The North’s reachable par-5s – the longest is 548, and the other three are all 520 yards or less – account for most of the birdies. There also are two par-4s of less than 350 yards.
“You put pressure on yourself on the North Course because you know you have to shoot a low round if you want to be in the tournament going into the weekend,” said Brandt Snedeker, who finished third in ’07.
Snedeker knows the North well. In the first round of ’07, he was 10 under through 10 holes there before settling for 61 (if that’s ever possible).

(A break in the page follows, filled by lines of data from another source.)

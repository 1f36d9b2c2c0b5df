//! Simulator output properties across keywords and article types

use proptest::prelude::*;
use seo_writer::quality::{analyze, duplicate_paragraphs, word_count};
use seo_writer::simulator::simulate;
use seo_writer::types::ArticleType;

fn article_type() -> impl Strategy<Value = ArticleType> {
    prop_oneof![Just(ArticleType::Pillar), Just(ArticleType::Supporting)]
}

proptest! {
    #![proptest_config(ProptestConfig::with_cases(32))]

    #[test]
    fn word_count_stays_within_band(
        keyword in "[a-z]{1,12}( [a-z]{1,12}){0,2}",
        kind in article_type(),
    ) {
        let payload = simulate(&keyword, "Title", kind);
        let target = kind.target_words() as f64;
        let words = word_count(&payload.content) as f64;

        prop_assert!(words >= target * 0.85 && words <= target * 1.15);
    }

    #[test]
    fn paragraphs_are_never_repeated(
        keyword in "[a-z]{1,12}( [a-z]{1,12}){0,2}",
        kind in article_type(),
    ) {
        let payload = simulate(&keyword, "Title", kind);
        prop_assert_eq!(duplicate_paragraphs(&payload.content), 0);
    }

    #[test]
    fn faqs_and_schema_match_type(
        keyword in "[a-z]{1,12}",
        title in "[A-Z][a-z ]{0,30}",
        kind in article_type(),
    ) {
        let payload = simulate(&keyword, &title, kind);
        let (low, high) = kind.faq_band();

        prop_assert!(payload.faqs.len() >= low && payload.faqs.len() <= high);
        prop_assert_eq!(&payload.title, &title);
        prop_assert_eq!(payload.json_ld["headline"].as_str(), Some(title.as_str()));
        prop_assert_eq!(payload.json_ld["keywords"].as_str(), Some(keyword.as_str()));
        prop_assert!(payload.satisfies_invariants(kind));
    }

    #[test]
    fn simulation_is_deterministic(keyword in "[a-z]{1,12}", kind in article_type()) {
        prop_assert_eq!(simulate(&keyword, "T", kind), simulate(&keyword, "T", kind));
    }
}

#[test]
fn simulated_content_has_no_placeholders() {
    let payload = simulate("probiotics", "Probiotics Guide", ArticleType::Pillar);
    let report = analyze(&payload.content, "probiotics");

    assert_eq!(report.placeholder_count, 0);
    assert_eq!(report.duplicate_paragraphs, 0);
    assert!(!payload.content.contains("{keyword}"));
}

“Right now being 10 under through 10 out here and shooting 61 my rookie year was something that kind of burst me on the scene,” he said. “I get more about Torrey Pines and Augusta (T-3 at ’08 Masters) than I ever do about my win (at the ’07 Wyndham),” he said.
Snedeker shares the North Course record with Mark Brooks. Greg Chalmers’ 63 is the course record for the renovated South.
The North, to compensate for its lack of length, has more undulating greens than the South. This forces them to run slower than the South’s putting surfaces.
They run between 10 and 10.5 on the Stimpmeter for the tournament, compared to 10.5 to 11 during the summer. “We could get them faster, but you wouldn’t be able to keep a ball on a lot of them,” Maddern said. The South’s greens usually run about 12 for the tournament.
The North’s heavy traffic also makes it more difficult for the rough to grow as thick as the South for tournament week, he said.
Both courses were hit by the same weather that canceled play last Thursday at the Bob Hope Classic. Torrey Pines received 3.89 inches of rain last week, and lost more than 20 trees, most of them on the South Course, Maddern said. Torrey Pines’ maintenance staff, volunteers from local courses and the Century Club (the tournament organizers) aided in the cleanup.